Anna Nero
Die Künstlerin Anna Nero (*1988 in Moskau) lebt und arbeitet in Frankfurt am Main und Leipzig. Sie hat an der Kunsthochschule Mainz sowie der Hochschule für Grafik und Buchkunst Leipzig studiert und ist Teilnehmerin der Ausstellung “Jetzt! Junge Malerei in Deutschland”, die aktuell in den Hamburger Deichtorhallen zu sehen ist. Das Interview hat Corona-bedingt auf Distanz und digital stattgefunden. In unserem Gespräch geht es neben Annas Malerei auch um True Crime Podcasts, große Penisse, den Einfluss der Familie auf die künstlerische Entwicklung und um Vernissagen, die sich wie Klassenfahrten anfühlen.
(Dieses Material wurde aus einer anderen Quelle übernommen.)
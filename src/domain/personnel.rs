// ==========================================
// 纺织工厂管理系统 - 人员与往来单位领域模型
// ==========================================
// 对齐: employees / shareholders / clients 表
// ==========================================

use crate::domain::types::{Deletable, EmployeeStatus};
use chrono::{NaiveDate, NaiveDateTime, Utc};
use serde::{Deserialize, Serialize};
use uuid::Uuid;

// ==========================================
// Employee - 员工
// ==========================================
// 红线: 只有 status=ACTIVE 且未删除的员工工资计入共同费用分摊
#[derive(Debug, Clone, Serialize, Deserialize)]
pub struct Employee {
    // ===== 主键 =====
    pub id: String, // 员工唯一标识（UUID）

    // ===== 业务字段 =====
    pub name: String,                  // 姓名
    pub monthly_salary: f64,           // 月工资
    pub hire_date: Option<NaiveDate>,  // 入职日期
    pub status: EmployeeStatus,        // 在职状态（ACTIVE/INACTIVE）

    // ===== 审计字段 =====
    pub created_at: NaiveDateTime, // 记录创建时间

    // ===== 软删除 =====
    pub is_deleted: bool,                  // 软删除标记
    pub deleted_at: Option<NaiveDateTime>, // 删除时间
    pub deleted_by: Option<String>,        // 删除操作人
}

impl Employee {
    /// 创建新员工（默认在职）
    pub fn new(name: String, monthly_salary: f64, hire_date: Option<NaiveDate>) -> Self {
        Self {
            id: Uuid::new_v4().to_string(),
            name,
            monthly_salary,
            hire_date,
            status: EmployeeStatus::Active,
            created_at: Utc::now().naive_utc(),
            is_deleted: false,
            deleted_at: None,
            deleted_by: None,
        }
    }
}

impl Deletable for Employee {
    fn is_active(&self) -> bool {
        !self.is_deleted
    }
}

// ==========================================
// Shareholder - 股东
// ==========================================
#[derive(Debug, Clone, Serialize, Deserialize)]
pub struct Shareholder {
    // ===== 主键 =====
    pub id: String, // 股东唯一标识（UUID）

    // ===== 业务字段 =====
    pub name: String,          // 名称
    pub phone: Option<String>, // 联系电话
    pub opening_balance: f64,  // 期初余额

    // ===== 审计字段 =====
    pub created_at: NaiveDateTime, // 记录创建时间

    // ===== 软删除 =====
    pub is_deleted: bool,                  // 软删除标记
    pub deleted_at: Option<NaiveDateTime>, // 删除时间
    pub deleted_by: Option<String>,        // 删除操作人
}

impl Shareholder {
    /// 创建新股东
    pub fn new(name: String, phone: Option<String>, opening_balance: f64) -> Self {
        Self {
            id: Uuid::new_v4().to_string(),
            name,
            phone,
            opening_balance,
            created_at: Utc::now().naive_utc(),
            is_deleted: false,
            deleted_at: None,
            deleted_by: None,
        }
    }
}

impl Deletable for Shareholder {
    fn is_active(&self) -> bool {
        !self.is_deleted
    }
}

// ==========================================
// Client - 客户
// ==========================================
#[derive(Debug, Clone, Serialize, Deserialize)]
pub struct Client {
    // ===== 主键 =====
    pub id: String, // 客户唯一标识（UUID）

    // ===== 业务字段 =====
    pub name: String,          // 名称
    pub phone: Option<String>, // 联系电话

    // ===== 审计字段 =====
    pub created_at: NaiveDateTime, // 记录创建时间

    // ===== 软删除 =====
    pub is_deleted: bool,                  // 软删除标记
    pub deleted_at: Option<NaiveDateTime>, // 删除时间
    pub deleted_by: Option<String>,        // 删除操作人
}

impl Client {
    /// 创建新客户
    pub fn new(name: String, phone: Option<String>) -> Self {
        Self {
            id: Uuid::new_v4().to_string(),
            name,
            phone,
            created_at: Utc::now().naive_utc(),
            is_deleted: false,
            deleted_at: None,
            deleted_by: None,
        }
    }
}

impl Deletable for Client {
    fn is_active(&self) -> bool {
        !self.is_deleted
    }
}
Anna, wie geht’s dir aktuell mitten im Corona-Wahnsinn? Inwiefern hat der Lockdown deine Situation und dein Arbeiten verändert?
Mir geht’s ganz gut. Meine Ausstellung „Fingers in many Pies“ in Berlin wurde am 13. März eröffnet, also noch ganz knapp vor dem Lockdown. Es war schon Apokalypse-Stimmung und nicht so viele Leute da. Meine erste Ausstellung bei Feldbusch Wiesner Rudolph, aber definitiv nicht die letzte. Danach habe ich eine Auszeit genommen und ein paar Wochen mit meinem Freund in Leipzig verbracht. Jetzt bin ich wieder in meinem Atelier in Frankfurt. Im Prinzip ist mein Studio-Alltag während der Quarantäne kaum anders als sonst.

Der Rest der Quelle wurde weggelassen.